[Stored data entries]

━━━━━━━━━━━━━━━━

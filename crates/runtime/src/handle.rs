//! Client-facing handle to a running battle.

use tokio::sync::{broadcast, mpsc, oneshot};

use combat_core::{Action, ActionReport};

use crate::error::{Result, RuntimeError};
use crate::event::BattleEvent;
use crate::view::BattleView;
use crate::worker::Command;

/// Cloneable facade over the battle worker.
#[derive(Clone, Debug)]
pub struct BattleHandle {
    command_tx: mpsc::Sender<Command>,
    event_tx: broadcast::Sender<BattleEvent>,
}

impl BattleHandle {
    pub(crate) fn new(
        command_tx: mpsc::Sender<Command>,
        event_tx: broadcast::Sender<BattleEvent>,
    ) -> Self {
        Self {
            command_tx,
            event_tx,
        }
    }

    /// Submit a player action.
    ///
    /// Rejections (wrong phase, wrong actor, invalid target, illegal escape)
    /// come back as errors; the battle state is untouched by a rejected
    /// action.
    pub async fn execute_action(&self, action: Action) -> Result<ActionReport> {
        let (reply_tx, reply_rx) = oneshot::channel();

        self.command_tx
            .send(Command::ExecuteAction {
                action,
                reply: reply_tx,
            })
            .await
            .map_err(|_| RuntimeError::CommandChannelClosed)?;

        reply_rx.await.map_err(RuntimeError::ReplyChannelClosed)?
    }

    /// Snapshot the battle for display.
    pub async fn view(&self) -> Result<BattleView> {
        let (reply_tx, reply_rx) = oneshot::channel();

        self.command_tx
            .send(Command::QueryView { reply: reply_tx })
            .await
            .map_err(|_| RuntimeError::CommandChannelClosed)?;

        reply_rx.await.map_err(RuntimeError::ReplyChannelClosed)
    }

    /// Subscribe to battle events.
    pub fn subscribe_events(&self) -> broadcast::Receiver<BattleEvent> {
        self.event_tx.subscribe()
    }
}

━━━━━━━━━━━━━━━━

→ **Your objective**
Among the entries, work out how many lines include the word "ActionReport". Answer with that number only.

→ **Answer area**
2